Sem um final propriamente feliz para a protagonista, Azul é a Cor mais Quente é executado tão brilhantemente com o auxílio imprescindível de suas atrizes, que saímos da sessão com uma sensação de esperança e torcida para que tudo dê certo para Adèle. Que ela possa aprender com novas experiências, com novas decepções e que atinja a felicidade que lhe é de direito, não podendo jamais se apegar, ou mesmo sentir inveja em relação ao sucesso que Emma (emocional e profissional) eventualmente atingiu. A vida, o mundo segue e infelizmente nessa trajetória, Adèle não terá aquela mulher de cabelos azuis ao seu lado.
NOTA: 5/5
Acrescento ainda outros detalhes de Azul é a Cor mais Quente que valem a pena ser citados:
– O belíssimo trabalho de direção de arte e cenografia que consegue acrescentar vários e vários tons de azul em tela sem ser cansativo ou desviar a atenção do espectador para esse fato: detalhes na parede, acessórios estéticos das personagens, tudo é azul. Uma espécie de 50 mil tons de azul!

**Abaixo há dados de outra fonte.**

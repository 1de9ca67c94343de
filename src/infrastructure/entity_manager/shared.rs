// Shared Entity Manager - a manager behind an async mutex
// The lock is never held across a transport call, so other tasks can read
// and edit the cache while a query or save is in flight.

use std::sync::Arc;

use tokio::sync::{Mutex, MutexGuard};
use tracing::debug;

use super::query::{QueryOutcome, QueryPlan};
use super::save::SaveOutcome;
use super::EntityManager;
use crate::core::strong_types::EntityId;
use crate::error::AppResult;
use crate::query::entity_query::EntityQuery;

#[derive(Clone)]
pub struct SharedEntityManager {
    inner: Arc<Mutex<EntityManager>>,
}

impl SharedEntityManager {
    pub fn new(manager: EntityManager) -> Self {
        Self {
            inner: Arc::new(Mutex::new(manager)),
        }
    }

    /// Exclusive access for synchronous work.
    pub async fn lock(&self) -> MutexGuard<'_, EntityManager> {
        self.inner.lock().await
    }

    pub async fn fetch_metadata(&self) -> AppResult<()> {
        let (adapter, service_name) = {
            let manager = self.inner.lock().await;
            (
                manager.begin_fetch_metadata()?,
                manager.config().service_name.clone(),
            )
        };
        let raw = adapter.fetch_metadata(&service_name).await;
        self.inner.lock().await.complete_fetch_metadata(raw)
    }

    pub async fn execute_query(&self, query: &EntityQuery) -> AppResult<QueryOutcome> {
        if self.inner.lock().await.needs_metadata() {
            self.fetch_metadata().await?;
        }
        let plan = self.inner.lock().await.plan_query(query)?;
        match plan {
            QueryPlan::Local(outcome) => Ok(outcome),
            QueryPlan::Remote { uri, adapter } => {
                debug!(uri = %uri, "remote query dispatched without the manager lock");
                let raw = adapter.execute_query(&uri).await;
                self.inner.lock().await.complete_remote_query(query, uri, raw)
            }
        }
    }

    /// Entities stay flagged as being saved while the request is in flight;
    /// a second save touching any of them fails with `ConcurrentSave`
    /// unless concurrent saves are allowed.
    pub async fn save_changes(&self, entities: Option<Vec<EntityId>>) -> AppResult<SaveOutcome> {
        let prepared = self.inner.lock().await.begin_save(entities.as_deref())?;
        let Some(adapter) = prepared.adapter.clone() else {
            return Ok(SaveOutcome::default());
        };
        let raw = adapter.save_changes(&prepared.bundle).await;
        self.inner.lock().await.complete_save(prepared, raw)
    }
}
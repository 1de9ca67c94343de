// Core types and primitives - identity, state and values

pub mod data_value;     // DataType / DataValue
pub mod entity_key;     // Composite entity identity
pub mod entity_state;   // EntityState / EntityAction
pub mod key_generator;  // Temporary key generation
pub mod strong_types;   // EntityId / ManagerId handles

pub use data_value::{DataType, DataValue, PropertySource};
pub use entity_key::EntityKey;
pub use entity_state::{EntityAction, EntityState};
pub use key_generator::{KeyGenerator, TempKeyGenerator};
pub use strong_types::{EntityId, ManagerId};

– O desempenho de Adèle Exarchopoulos: já foi mencionado no texto, mas precisa ser novamente reafirmado. Consegue repassar a confusão e receio de sua personagem com uma simples expressão ou apenas com o olhar. Léa Seydoux também não deixa a desejar.
– A ferocidade com que o diretor Abdellatif Kechiche mostra a paixão das duas personagens, onde um único corte seco e rápido separa um jantar casual das cenas de sexo.
– Poético o design de som na cena em que Emma desenha Adèle nua. Num primeiro momento temos apenas o som do rabisco do lápis sobre o papel para só depois revelar o ambiente e as duas atrizes
– A cena de discussão entre Emma e Adèle após a primeira descobrir a traição da última. Não preciso dizer mais nada.